[Stored data entries]
━━━━

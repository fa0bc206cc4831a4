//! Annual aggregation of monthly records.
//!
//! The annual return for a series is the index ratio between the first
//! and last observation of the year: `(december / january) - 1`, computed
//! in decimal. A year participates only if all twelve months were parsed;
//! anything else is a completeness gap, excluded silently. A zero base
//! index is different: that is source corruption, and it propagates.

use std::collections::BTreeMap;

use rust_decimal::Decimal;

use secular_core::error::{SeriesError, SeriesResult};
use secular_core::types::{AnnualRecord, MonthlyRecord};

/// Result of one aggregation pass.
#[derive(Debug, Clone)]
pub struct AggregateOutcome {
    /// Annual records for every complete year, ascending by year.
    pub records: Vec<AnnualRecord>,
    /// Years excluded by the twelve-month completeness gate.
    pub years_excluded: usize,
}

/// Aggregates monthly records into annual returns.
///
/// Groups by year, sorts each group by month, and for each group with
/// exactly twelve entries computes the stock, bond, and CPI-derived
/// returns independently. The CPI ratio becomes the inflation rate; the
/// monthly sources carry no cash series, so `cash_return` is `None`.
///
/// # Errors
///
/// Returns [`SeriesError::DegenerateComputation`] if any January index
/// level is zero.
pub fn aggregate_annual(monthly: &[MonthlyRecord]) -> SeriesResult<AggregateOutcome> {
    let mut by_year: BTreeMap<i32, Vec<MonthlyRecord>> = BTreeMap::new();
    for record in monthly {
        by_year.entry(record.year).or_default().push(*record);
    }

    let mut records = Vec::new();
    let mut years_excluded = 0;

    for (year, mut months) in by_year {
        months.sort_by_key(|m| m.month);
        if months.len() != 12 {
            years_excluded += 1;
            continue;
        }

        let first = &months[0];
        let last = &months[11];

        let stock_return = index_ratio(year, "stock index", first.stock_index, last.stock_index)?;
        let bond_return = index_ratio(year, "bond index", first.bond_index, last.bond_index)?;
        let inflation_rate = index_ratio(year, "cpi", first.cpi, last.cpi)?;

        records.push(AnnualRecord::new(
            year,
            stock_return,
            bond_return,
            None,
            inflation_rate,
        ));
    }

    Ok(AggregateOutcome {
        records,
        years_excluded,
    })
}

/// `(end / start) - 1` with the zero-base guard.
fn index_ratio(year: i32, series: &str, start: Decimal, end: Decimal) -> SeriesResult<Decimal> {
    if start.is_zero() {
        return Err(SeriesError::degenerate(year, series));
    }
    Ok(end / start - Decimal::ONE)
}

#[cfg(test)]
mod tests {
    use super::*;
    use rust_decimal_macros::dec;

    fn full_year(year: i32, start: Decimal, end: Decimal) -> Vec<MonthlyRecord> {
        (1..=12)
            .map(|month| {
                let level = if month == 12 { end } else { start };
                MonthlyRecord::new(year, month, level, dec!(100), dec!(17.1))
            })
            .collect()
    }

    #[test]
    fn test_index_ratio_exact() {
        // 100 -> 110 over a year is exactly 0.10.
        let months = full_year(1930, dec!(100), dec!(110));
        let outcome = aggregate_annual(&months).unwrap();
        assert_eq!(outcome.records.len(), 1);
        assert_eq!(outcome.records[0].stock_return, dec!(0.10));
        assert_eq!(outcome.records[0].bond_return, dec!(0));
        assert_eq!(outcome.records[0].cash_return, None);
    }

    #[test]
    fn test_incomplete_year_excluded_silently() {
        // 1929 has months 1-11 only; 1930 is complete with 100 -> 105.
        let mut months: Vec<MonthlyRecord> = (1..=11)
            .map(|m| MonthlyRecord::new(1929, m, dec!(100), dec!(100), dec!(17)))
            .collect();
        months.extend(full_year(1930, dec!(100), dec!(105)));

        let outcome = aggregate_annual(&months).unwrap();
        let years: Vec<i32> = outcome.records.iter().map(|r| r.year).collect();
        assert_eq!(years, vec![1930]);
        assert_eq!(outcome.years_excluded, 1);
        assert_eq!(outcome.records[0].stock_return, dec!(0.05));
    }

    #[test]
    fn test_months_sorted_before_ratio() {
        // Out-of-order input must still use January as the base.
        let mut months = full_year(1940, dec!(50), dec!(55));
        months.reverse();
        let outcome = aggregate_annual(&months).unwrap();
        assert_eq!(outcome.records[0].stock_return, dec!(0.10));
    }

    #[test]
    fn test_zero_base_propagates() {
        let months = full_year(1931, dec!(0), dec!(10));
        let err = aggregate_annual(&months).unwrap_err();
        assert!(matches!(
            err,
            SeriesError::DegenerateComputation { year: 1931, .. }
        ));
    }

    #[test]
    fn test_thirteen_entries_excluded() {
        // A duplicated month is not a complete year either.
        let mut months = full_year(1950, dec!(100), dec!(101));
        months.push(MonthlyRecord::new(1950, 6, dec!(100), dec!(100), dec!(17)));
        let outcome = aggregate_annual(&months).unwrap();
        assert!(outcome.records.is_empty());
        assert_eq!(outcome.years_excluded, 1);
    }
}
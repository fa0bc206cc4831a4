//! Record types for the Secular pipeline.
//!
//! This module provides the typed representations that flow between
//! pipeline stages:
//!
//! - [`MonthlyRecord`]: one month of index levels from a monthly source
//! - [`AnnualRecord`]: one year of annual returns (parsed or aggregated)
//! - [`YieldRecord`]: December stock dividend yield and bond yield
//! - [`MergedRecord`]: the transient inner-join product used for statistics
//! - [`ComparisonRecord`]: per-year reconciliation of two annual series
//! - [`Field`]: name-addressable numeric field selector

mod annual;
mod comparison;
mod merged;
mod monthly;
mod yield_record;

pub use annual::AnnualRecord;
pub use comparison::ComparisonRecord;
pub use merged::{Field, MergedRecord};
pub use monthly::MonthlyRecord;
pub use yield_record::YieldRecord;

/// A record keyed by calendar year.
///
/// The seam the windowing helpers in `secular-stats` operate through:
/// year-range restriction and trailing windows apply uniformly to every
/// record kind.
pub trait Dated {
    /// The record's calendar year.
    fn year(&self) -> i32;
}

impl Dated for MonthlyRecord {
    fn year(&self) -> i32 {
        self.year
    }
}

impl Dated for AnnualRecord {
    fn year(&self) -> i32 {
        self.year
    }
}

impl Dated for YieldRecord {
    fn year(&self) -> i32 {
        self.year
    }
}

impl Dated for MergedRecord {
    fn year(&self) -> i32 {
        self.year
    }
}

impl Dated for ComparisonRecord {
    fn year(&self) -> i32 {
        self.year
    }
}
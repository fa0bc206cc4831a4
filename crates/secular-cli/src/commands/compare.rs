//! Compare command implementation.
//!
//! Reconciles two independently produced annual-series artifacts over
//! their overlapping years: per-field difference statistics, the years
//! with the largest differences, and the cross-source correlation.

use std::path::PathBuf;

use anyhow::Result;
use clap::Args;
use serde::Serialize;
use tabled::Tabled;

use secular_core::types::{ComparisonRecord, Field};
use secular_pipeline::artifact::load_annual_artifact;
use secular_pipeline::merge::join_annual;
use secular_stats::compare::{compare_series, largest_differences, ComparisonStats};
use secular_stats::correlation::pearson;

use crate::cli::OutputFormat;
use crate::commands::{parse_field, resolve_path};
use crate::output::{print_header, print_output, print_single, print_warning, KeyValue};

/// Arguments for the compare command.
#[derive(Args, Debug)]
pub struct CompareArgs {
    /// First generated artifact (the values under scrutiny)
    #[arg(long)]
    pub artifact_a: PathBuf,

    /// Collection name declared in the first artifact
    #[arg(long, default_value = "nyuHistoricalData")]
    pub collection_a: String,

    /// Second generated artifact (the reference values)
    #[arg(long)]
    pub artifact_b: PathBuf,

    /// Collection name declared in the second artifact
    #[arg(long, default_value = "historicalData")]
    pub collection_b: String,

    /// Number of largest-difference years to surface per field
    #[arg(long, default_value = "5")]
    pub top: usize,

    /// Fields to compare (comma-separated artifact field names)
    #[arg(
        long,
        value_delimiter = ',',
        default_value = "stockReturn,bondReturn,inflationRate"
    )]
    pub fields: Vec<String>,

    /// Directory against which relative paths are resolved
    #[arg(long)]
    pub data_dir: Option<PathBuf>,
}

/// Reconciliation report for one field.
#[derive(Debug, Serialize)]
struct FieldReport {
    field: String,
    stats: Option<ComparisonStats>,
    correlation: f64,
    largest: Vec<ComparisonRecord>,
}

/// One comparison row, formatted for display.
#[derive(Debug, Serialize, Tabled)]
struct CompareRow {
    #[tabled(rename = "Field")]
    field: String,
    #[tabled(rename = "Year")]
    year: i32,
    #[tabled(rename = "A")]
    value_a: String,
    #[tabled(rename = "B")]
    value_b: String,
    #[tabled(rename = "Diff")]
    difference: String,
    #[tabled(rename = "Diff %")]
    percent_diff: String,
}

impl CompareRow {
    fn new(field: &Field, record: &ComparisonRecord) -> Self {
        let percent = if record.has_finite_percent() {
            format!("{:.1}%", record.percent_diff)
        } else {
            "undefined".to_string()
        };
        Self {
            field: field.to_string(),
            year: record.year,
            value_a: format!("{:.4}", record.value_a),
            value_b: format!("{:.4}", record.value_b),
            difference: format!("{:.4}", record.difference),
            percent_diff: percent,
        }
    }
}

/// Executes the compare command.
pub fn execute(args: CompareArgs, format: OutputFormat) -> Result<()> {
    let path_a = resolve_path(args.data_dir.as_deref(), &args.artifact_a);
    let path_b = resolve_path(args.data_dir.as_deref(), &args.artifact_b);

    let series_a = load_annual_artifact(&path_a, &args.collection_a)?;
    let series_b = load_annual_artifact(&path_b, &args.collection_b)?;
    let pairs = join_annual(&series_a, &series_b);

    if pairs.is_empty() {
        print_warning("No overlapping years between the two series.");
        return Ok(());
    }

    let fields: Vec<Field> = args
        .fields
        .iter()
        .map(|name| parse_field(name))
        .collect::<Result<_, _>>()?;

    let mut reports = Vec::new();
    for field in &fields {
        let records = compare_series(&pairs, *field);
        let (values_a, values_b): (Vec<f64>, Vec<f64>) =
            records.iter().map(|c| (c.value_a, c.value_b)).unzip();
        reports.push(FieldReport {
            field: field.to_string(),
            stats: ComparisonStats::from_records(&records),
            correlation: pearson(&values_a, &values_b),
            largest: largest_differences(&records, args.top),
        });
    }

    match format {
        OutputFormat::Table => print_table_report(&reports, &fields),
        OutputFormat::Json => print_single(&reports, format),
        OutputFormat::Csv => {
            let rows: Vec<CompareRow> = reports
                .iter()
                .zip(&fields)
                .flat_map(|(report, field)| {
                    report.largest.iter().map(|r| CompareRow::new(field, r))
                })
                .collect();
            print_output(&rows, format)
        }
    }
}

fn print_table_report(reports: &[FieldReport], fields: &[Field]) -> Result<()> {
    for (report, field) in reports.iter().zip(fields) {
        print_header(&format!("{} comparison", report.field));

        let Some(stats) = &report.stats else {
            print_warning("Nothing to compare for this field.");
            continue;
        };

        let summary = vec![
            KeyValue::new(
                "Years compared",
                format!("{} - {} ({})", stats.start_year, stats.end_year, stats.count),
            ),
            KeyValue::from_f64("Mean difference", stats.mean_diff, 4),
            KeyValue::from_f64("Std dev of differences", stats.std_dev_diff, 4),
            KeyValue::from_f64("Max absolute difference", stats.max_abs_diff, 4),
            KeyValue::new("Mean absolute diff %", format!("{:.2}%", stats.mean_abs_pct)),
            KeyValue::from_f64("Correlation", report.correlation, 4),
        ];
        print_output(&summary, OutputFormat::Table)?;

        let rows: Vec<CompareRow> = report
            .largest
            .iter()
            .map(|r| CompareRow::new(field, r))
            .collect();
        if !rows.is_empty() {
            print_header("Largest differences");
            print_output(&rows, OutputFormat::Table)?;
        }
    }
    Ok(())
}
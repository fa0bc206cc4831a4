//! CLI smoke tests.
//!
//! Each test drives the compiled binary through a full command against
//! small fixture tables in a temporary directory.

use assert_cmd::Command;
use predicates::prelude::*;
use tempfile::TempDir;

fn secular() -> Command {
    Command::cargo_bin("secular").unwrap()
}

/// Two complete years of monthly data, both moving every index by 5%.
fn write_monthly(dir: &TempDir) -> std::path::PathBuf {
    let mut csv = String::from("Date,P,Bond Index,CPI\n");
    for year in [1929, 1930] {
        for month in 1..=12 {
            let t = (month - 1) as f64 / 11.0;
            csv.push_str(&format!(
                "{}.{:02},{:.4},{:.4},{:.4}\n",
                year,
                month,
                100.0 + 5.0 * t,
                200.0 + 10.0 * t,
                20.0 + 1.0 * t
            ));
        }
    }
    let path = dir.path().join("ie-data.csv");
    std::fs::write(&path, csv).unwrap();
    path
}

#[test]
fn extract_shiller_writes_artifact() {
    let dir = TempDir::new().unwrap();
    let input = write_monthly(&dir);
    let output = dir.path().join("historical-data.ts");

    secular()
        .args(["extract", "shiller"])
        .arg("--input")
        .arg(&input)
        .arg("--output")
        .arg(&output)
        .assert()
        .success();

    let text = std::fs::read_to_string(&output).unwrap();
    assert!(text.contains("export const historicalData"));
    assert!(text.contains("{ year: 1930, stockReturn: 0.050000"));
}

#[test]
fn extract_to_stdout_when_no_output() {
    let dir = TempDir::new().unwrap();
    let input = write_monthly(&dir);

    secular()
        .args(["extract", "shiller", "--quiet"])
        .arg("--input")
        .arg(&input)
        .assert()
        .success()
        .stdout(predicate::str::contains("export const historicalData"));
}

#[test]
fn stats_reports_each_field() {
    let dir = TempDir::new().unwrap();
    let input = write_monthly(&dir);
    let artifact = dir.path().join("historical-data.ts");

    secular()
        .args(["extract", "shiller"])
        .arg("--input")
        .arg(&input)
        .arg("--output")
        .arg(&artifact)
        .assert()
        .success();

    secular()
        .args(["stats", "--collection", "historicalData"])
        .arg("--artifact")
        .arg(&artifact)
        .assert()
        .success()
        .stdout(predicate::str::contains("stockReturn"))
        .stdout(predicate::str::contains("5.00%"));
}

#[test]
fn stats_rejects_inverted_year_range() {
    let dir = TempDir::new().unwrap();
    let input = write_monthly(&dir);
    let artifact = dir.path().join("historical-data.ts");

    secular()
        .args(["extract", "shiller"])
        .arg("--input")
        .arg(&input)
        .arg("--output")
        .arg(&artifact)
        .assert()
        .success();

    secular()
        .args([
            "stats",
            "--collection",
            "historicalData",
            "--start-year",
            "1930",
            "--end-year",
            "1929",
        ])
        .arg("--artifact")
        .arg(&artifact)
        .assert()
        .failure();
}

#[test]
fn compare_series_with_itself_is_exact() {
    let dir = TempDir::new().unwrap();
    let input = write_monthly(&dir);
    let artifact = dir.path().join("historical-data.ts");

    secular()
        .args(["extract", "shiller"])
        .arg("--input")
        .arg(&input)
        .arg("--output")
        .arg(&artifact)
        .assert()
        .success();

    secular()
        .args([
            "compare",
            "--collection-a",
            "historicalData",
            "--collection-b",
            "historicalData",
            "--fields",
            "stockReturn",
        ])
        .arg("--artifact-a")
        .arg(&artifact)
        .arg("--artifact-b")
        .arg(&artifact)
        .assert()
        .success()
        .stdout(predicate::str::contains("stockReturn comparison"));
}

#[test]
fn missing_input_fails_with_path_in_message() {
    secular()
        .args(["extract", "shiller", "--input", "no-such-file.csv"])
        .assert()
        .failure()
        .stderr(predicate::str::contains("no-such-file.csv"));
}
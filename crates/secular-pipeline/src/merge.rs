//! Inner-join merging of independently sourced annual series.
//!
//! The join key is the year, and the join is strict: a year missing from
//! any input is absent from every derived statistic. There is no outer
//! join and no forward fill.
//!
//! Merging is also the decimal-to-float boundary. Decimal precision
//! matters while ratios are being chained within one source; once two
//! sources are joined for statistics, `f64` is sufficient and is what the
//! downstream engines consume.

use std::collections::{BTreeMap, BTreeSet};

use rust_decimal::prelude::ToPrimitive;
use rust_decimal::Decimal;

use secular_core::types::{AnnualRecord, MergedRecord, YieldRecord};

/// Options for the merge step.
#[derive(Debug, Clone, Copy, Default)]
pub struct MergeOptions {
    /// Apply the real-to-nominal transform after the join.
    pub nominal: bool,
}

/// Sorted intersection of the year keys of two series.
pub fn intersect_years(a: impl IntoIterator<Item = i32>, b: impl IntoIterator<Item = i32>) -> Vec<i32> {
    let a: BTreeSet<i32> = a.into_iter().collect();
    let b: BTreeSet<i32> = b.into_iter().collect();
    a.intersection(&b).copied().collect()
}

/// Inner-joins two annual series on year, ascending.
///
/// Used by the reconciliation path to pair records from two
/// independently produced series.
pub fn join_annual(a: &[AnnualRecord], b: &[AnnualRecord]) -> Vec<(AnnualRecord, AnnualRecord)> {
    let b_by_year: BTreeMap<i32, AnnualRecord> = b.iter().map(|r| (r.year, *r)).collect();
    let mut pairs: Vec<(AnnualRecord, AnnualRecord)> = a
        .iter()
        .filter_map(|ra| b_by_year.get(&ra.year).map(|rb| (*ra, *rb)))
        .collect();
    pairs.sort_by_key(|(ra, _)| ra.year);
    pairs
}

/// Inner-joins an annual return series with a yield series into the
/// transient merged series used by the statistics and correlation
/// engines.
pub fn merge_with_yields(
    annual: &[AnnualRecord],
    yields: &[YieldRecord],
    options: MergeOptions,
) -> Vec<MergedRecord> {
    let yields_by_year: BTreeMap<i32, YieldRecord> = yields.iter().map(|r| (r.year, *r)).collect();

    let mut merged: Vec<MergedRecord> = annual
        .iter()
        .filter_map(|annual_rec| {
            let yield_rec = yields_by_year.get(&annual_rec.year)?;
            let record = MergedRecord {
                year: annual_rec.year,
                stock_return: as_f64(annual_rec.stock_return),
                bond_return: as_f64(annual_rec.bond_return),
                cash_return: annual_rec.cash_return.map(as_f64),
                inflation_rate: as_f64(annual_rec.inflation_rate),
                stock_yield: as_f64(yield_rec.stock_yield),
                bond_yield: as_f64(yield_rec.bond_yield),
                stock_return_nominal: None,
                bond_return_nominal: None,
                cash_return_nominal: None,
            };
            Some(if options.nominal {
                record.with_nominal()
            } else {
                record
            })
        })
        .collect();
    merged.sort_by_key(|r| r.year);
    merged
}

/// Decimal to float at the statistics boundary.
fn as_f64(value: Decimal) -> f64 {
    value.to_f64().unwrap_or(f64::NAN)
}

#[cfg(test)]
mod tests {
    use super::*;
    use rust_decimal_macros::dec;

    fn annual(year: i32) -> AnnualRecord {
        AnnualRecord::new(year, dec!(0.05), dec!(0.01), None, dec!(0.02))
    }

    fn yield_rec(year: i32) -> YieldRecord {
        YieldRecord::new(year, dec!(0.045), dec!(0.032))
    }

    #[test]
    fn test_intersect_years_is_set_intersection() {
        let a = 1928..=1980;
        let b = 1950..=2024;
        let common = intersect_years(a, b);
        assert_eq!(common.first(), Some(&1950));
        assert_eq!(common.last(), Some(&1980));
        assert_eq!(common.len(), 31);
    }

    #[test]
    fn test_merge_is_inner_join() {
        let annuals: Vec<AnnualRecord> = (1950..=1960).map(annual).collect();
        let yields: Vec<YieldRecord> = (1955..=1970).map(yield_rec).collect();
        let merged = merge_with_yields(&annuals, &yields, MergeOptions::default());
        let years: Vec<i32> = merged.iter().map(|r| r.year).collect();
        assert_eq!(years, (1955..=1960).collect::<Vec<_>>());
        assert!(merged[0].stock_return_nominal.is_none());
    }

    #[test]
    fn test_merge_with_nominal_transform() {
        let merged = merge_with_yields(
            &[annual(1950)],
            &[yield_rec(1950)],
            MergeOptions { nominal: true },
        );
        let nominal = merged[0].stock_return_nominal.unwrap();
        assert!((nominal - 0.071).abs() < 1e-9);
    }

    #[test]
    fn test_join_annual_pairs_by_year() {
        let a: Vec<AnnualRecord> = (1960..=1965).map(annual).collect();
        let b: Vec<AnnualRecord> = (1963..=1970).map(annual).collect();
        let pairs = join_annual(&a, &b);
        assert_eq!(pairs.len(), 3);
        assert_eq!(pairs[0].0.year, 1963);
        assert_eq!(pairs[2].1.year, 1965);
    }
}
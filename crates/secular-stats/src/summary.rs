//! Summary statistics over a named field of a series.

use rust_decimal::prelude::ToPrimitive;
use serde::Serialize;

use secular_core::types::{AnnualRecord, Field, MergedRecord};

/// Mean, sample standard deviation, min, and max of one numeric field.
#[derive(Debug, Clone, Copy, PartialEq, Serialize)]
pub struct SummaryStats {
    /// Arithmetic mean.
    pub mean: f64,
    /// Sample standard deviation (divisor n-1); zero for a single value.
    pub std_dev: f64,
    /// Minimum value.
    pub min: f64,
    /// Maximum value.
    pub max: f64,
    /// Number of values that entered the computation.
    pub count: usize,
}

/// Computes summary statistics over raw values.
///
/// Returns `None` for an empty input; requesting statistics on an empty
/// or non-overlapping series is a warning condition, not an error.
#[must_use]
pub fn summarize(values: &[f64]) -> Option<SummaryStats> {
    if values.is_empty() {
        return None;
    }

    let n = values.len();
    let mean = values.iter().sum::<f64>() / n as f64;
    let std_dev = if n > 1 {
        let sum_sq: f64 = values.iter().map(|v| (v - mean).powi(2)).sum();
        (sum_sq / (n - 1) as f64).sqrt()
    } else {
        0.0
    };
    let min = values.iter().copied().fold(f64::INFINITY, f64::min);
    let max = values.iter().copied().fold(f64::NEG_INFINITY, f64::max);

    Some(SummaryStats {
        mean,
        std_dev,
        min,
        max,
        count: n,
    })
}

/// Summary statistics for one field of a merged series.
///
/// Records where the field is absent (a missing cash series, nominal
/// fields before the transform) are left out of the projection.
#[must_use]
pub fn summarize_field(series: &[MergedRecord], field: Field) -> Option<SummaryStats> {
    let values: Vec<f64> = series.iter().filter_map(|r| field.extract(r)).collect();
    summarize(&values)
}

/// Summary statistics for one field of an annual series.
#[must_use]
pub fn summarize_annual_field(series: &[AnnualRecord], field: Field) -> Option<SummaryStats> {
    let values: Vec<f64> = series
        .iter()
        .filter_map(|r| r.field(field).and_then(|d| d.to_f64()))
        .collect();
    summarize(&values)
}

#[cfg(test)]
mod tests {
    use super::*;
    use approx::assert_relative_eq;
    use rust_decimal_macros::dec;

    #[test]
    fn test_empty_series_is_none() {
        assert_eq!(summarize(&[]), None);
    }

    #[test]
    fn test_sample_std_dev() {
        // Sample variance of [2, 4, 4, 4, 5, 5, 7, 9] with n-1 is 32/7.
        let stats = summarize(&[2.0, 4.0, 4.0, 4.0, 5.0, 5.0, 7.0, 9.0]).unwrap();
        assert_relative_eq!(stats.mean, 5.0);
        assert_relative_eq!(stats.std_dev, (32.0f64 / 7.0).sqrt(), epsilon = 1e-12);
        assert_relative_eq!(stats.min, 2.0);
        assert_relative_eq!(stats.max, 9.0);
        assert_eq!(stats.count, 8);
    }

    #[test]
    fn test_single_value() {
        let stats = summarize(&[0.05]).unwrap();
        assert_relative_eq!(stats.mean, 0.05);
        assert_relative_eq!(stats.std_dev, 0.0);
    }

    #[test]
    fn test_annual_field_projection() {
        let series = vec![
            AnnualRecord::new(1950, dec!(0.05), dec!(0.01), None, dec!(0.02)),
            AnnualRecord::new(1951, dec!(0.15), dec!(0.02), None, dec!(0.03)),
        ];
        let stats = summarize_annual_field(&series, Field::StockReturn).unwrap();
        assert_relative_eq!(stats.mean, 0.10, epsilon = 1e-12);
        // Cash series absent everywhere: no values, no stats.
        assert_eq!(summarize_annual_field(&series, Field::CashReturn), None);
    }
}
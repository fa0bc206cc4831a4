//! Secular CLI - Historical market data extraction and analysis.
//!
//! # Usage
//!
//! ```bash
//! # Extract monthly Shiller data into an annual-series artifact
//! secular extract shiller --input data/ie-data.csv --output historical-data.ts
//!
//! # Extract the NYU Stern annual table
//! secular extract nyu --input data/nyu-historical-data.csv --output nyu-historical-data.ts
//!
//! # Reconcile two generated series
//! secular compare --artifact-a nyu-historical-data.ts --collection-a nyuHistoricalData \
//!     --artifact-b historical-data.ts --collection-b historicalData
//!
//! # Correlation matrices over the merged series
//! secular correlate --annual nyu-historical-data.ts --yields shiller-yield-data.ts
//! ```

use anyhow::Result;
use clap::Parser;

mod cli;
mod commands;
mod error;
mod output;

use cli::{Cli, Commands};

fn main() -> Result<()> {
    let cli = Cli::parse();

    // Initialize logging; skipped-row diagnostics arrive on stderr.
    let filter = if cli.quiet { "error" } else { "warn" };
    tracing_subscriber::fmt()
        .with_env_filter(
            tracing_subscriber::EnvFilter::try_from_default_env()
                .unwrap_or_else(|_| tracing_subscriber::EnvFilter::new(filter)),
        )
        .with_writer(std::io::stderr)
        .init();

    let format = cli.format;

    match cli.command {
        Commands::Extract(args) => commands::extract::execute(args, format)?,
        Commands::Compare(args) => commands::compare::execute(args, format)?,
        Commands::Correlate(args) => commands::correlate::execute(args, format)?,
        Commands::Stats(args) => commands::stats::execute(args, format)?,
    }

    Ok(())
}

━━━━

Your answer should be one number, the count of lines above that hold "export".

2